* [Exercise brief]: Transcribe every record verbatim.

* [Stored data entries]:
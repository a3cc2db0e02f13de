//! Command handlers and the shared setup they need.

pub mod check;
pub mod config_cmd;
pub mod speedtest;
pub mod watch;

use std::io::IsTerminal;
use std::path::PathBuf;
use std::sync::Arc;
use std::time::Duration;

use indicatif::{ProgressBar, ProgressStyle};

use whyfi_core::{Monitor, MonitorConfig, ProcessRunner};

use crate::cli::GlobalOpts;
use crate::error::CliError;
use crate::wifi::LinuxWifi;

/// The config file this invocation reads and writes.
pub fn config_path(global: &GlobalOpts) -> PathBuf {
    global
        .config
        .clone()
        .unwrap_or_else(whyfi_config::config_path)
}

/// Resolve file + environment configuration into the monitor's settings.
pub fn load_monitor_config(global: &GlobalOpts) -> Result<MonitorConfig, CliError> {
    let config = whyfi_config::load_config_from(&config_path(global))?;
    Ok(config.to_monitor_config()?)
}

pub fn build_monitor(config: MonitorConfig) -> Result<Monitor, CliError> {
    let wifi = Arc::new(LinuxWifi::new(Arc::new(ProcessRunner::new())));
    Ok(Monitor::new(config, wifi)?)
}

/// Spinner on stderr; hidden when quiet or not attached to a terminal.
pub fn spinner(message: &'static str, global: &GlobalOpts) -> ProgressBar {
    if global.quiet || !std::io::stderr().is_terminal() {
        return ProgressBar::hidden();
    }
    let bar = ProgressBar::new_spinner();
    bar.set_style(
        ProgressStyle::with_template("{spinner} {msg} {elapsed:.dim}")
            .unwrap_or_else(|_| ProgressStyle::default_spinner()),
    );
    bar.set_message(message);
    bar.enable_steady_tick(Duration::from_millis(100));
    bar
}
//! Output formatting: tables and JSON.
//!
//! Detail views use `tabled`, JSON serializes the underlying data via serde.
//! Colors come from `owo-colors` and are applied only when enabled.

use std::io::{self, IsTerminal, Write};

use owo_colors::OwoColorize;
use tabled::{Table, Tabled, settings::Style};

use whyfi_core::{ProbeResult, Quality, Severity, SignalQuality};

use crate::cli::{ColorMode, OutputFormat};
use crate::error::CliError;

// ── Color helpers ────────────────────────────────────────────────────

/// Determine whether color output should be enabled.
pub fn should_color(mode: ColorMode) -> bool {
    match mode {
        ColorMode::Always => true,
        ColorMode::Never => false,
        ColorMode::Auto => io::stdout().is_terminal() && std::env::var_os("NO_COLOR").is_none(),
    }
}

/// Applies the palette, or passes text through untouched.
#[derive(Debug, Clone, Copy)]
pub struct Painter {
    enabled: bool,
}

impl Painter {
    pub fn new(mode: ColorMode) -> Self {
        Self {
            enabled: should_color(mode),
        }
    }

    pub fn severity(self, severity: Severity) -> String {
        let label = severity.to_string();
        if !self.enabled {
            return label;
        }
        match severity {
            Severity::Critical => label.red().bold().to_string(),
            Severity::Warning => label.yellow().to_string(),
            Severity::Info => label.cyan().to_string(),
        }
    }

    pub fn quality(self, quality: Quality) -> String {
        let label = quality.to_string();
        if !self.enabled {
            return label;
        }
        match quality {
            Quality::Excellent | Quality::Good => label.green().to_string(),
            Quality::Fair => label.yellow().to_string(),
            Quality::Poor => label.red().to_string(),
        }
    }

    pub fn signal(self, quality: SignalQuality) -> String {
        let label = quality.to_string();
        if !self.enabled {
            return label;
        }
        match quality {
            SignalQuality::Excellent | SignalQuality::Good => label.green().to_string(),
            SignalQuality::Fair => label.yellow().to_string(),
            SignalQuality::Poor | SignalQuality::NoSignal => label.red().to_string(),
        }
    }

    pub fn heading(self, text: &str) -> String {
        if self.enabled {
            text.bold().to_string()
        } else {
            text.to_owned()
        }
    }

    pub fn warn(self, text: &str) -> String {
        if self.enabled {
            text.yellow().to_string()
        } else {
            text.to_owned()
        }
    }

    pub fn dim(self, text: &str) -> String {
        if self.enabled {
            text.dimmed().to_string()
        } else {
            text.to_owned()
        }
    }
}

// ── Value formatting ─────────────────────────────────────────────────

pub fn fmt_ms(value: Option<f64>) -> String {
    value.map_or_else(|| "-".into(), |ms| format!("{ms:.1} ms"))
}

pub fn fmt_percent(value: f64) -> String {
    format!("{value:.0}%")
}

pub fn fmt_probe(result: &ProbeResult) -> String {
    match result {
        ProbeResult::Unknown => "-".into(),
        ProbeResult::Success { latency_ms } => format!("{latency_ms:.1} ms"),
        ProbeResult::Timeout => "timeout".into(),
        ProbeResult::Error { message } => message.clone(),
    }
}

// ── Render dispatchers ───────────────────────────────────────────────

/// Render a single item. Table output uses a pre-formatted `detail_fn`.
pub fn render_single<T>(
    format: OutputFormat,
    data: &T,
    detail_fn: impl Fn(&T) -> String,
) -> Result<String, CliError>
where
    T: serde::Serialize + ?Sized,
{
    match format {
        OutputFormat::Table => Ok(detail_fn(data)),
        OutputFormat::Json => render_json(data, false),
        OutputFormat::JsonCompact => render_json(data, true),
    }
}

/// Print the rendered output to stdout, respecting quiet mode.
pub fn print_output(output: &str, quiet: bool) {
    if quiet || output.is_empty() {
        return;
    }
    let mut stdout = io::stdout().lock();
    let _ = writeln!(stdout, "{output}");
}

// ── Format-specific renderers ────────────────────────────────────────

pub fn render_table<R: Tabled>(rows: &[R]) -> String {
    Table::new(rows).with(Style::rounded()).to_string()
}

/// Two-column key/value table for detail views.
pub fn render_pairs(pairs: &[(&str, String)]) -> String {
    let mut builder = tabled::builder::Builder::default();
    for (key, value) in pairs {
        builder.push_record([(*key).to_owned(), value.clone()]);
    }
    builder.build().with(Style::rounded()).to_string()
}

pub fn render_json<T: serde::Serialize + ?Sized>(
    data: &T,
    compact: bool,
) -> Result<String, CliError> {
    let json = if compact {
        serde_json::to_string(data)?
    } else {
        serde_json::to_string_pretty(data)?
    };
    Ok(json)
}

* [Response for this exercise]:
repository a3cc2db0e02f13de
//! Command handlers and the shared setup they need.

pub mod check;
pub mod config_cmd;
pub mod speedtest;
pub mod watch;

use std::io::IsTerminal;
use std::path::PathBuf;
use std::sync::Arc;
use std::time::Duration;

use indicatif::{ProgressBar, ProgressStyle};

use whyfi_core::{Monitor, MonitorConfig, ProcessRunner};

use crate::cli::GlobalOpts;
use crate::error::CliError;
use crate::wifi::LinuxWifi;

/// The config file this invocation reads and writes.
pub fn config_path(global: &GlobalOpts) -> PathBuf {
    global
        .config
        .clone()
        .unwrap_or_else(whyfi_config::config_path)
}

/// Resolve file + environment configuration into the monitor's settings.
pub fn load_monitor_config(global: &GlobalOpts) -> Result<MonitorConfig, CliError> {
    let config = whyfi_config::load_config_from(&config_path(global))?;
    Ok(config.to_monitor_config()?)
}

pub fn build_monitor(config: MonitorConfig) -> Result<Monitor, CliError> {
    let wifi = Arc::new(LinuxWifi::new(Arc::new(ProcessRunner::new())));
    Ok(Monitor::new(config, wifi)?)
}

/// Spinner on stderr; hidden when quiet or not attached to a terminal.
pub fn spinner(message: &'static str, global: &GlobalOpts) -> ProgressBar {
    if global.quiet || !std::io::stderr().is_terminal() {
        return ProgressBar::hidden();
    }
    let bar = ProgressBar::new_spinner();
    bar.set_style(
        ProgressStyle::with_template("{spinner} {msg} {elapsed:.dim}")
            .unwrap_or_else(|_| ProgressStyle::default_spinner()),
    );
    bar.set_message(message);
    bar.enable_steady_tick(Duration::from_millis(100));
    bar
}
//! Output formatting: tables and JSON.
//!
//! Detail views use `tabled`, JSON serializes the underlying data via serde.
//! Colors come from `owo-colors` and are applied only when enabled.

use std::io::{self, IsTerminal, Write};

use owo_colors::OwoColorize;
use tabled::{Table, Tabled, settings::Style};

use whyfi_core::{ProbeResult, Quality, Severity, SignalQuality};

use crate::cli::{ColorMode, OutputFormat};
use crate::error::CliError;

// ── Color helpers ────────────────────────────────────────────────────

/// Determine whether color output should be enabled.
pub fn should_color(mode: ColorMode) -> bool {
    match mode {
        ColorMode::Always => true,
        ColorMode::Never => false,
        ColorMode::Auto => io::stdout().is_terminal() && std::env::var_os("NO_COLOR").is_none(),
    }
}

/// Applies the palette, or passes text through untouched.
#[derive(Debug, Clone, Copy)]
pub struct Painter {
    enabled: bool,
}

impl Painter {
    pub fn new(mode: ColorMode) -> Self {
        Self {
            enabled: should_color(mode),
        }
    }

    pub fn severity(self, severity: Severity) -> String {
        let label = severity.to_string();
        if !self.enabled {
            return label;
        }
        match severity {
            Severity::Critical => label.red().bold().to_string(),
            Severity::Warning => label.yellow().to_string(),
            Severity::Info => label.cyan().to_string(),
        }
    }

    pub fn quality(self, quality: Quality) -> String {
        let label = quality.to_string();
        if !self.enabled {
            return label;
        }
        match quality {
            Quality::Excellent | Quality::Good => label.green().to_string(),
            Quality::Fair => label.yellow().to_string(),
            Quality::Poor => label.red().to_string(),
        }
    }

    pub fn signal(self, quality: SignalQuality) -> String {
        let label = quality.to_string();
        if !self.enabled {
            return label;
        }
        match quality {
            SignalQuality::Excellent | SignalQuality::Good => label.green().to_string(),
            SignalQuality::Fair => label.yellow().to_string(),
            SignalQuality::Poor | SignalQuality::NoSignal => label.red().to_string(),
        }
    }

    pub fn heading(self, text: &str) -> String {
        if self.enabled {
            text.bold().to_string()
        } else {
            text.to_owned()
        }
    }

    pub fn warn(self, text: &str) -> String {
        if self.enabled {
            text.yellow().to_string()
        } else {
            text.to_owned()
        }
    }

    pub fn dim(self, text: &str) -> String {
        if self.enabled {
            text.dimmed().to_string()
        } else {
            text.to_owned()
        }
    }
}

// ── Value formatting ─────────────────────────────────────────────────

pub fn fmt_ms(value: Option<f64>) -> String {
    value.map_or_else(|| "-".into(), |ms| format!("{ms:.1} ms"))
}

pub fn fmt_percent(value: f64) -> String {
    format!("{value:.0}%")
}

pub fn fmt_probe(result: &ProbeResult) -> String {
    match result {
        ProbeResult::Unknown => "-".into(),
        ProbeResult::Success { latency_ms } => format!("{latency_ms:.1} ms"),
        ProbeResult::Timeout => "timeout".into(),
        ProbeResult::Error { message } => message.clone(),
    }
}

// ── Render dispatchers ───────────────────────────────────────────────

/// Render a single item. Table output uses a pre-formatted `detail_fn`.
pub fn render_single<T>(
    format: OutputFormat,
    data: &T,
    detail_fn: impl Fn(&T) -> String,
) -> Result<String, CliError>
where
    T: serde::Serialize + ?Sized,
{
    match format {
        OutputFormat::Table => Ok(detail_fn(data)),
        OutputFormat::Json => render_json(data, false),
        OutputFormat::JsonCompact => render_json(data, true),
    }
}

/// Print the rendered output to stdout, respecting quiet mode.
pub fn print_output(output: &str, quiet: bool) {
    if quiet || output.is_empty() {
        return;
    }
    let mut stdout = io::stdout().lock();
    let _ = writeln!(stdout, "{output}");
}

// ── Format-specific renderers ────────────────────────────────────────

pub fn render_table<R: Tabled>(rows: &[R]) -> String {
    Table::new(rows).with(Style::rounded()).to_string()
}

/// Two-column key/value table for detail views.
pub fn render_pairs(pairs: &[(&str, String)]) -> String {
    let mut builder = tabled::builder::Builder::default();
    for (key, value) in pairs {
        builder.push_record([(*key).to_owned(), value.clone()]);
    }
    builder.build().with(Style::rounded()).to_string()
}

pub fn render_json<T: serde::Serialize + ?Sized>(
    data: &T,
    compact: bool,
) -> Result<String, CliError> {
    let json = if compact {
        serde_json::to_string(data)?
    } else {
        serde_json::to_string_pretty(data)?
    };
    Ok(json)
}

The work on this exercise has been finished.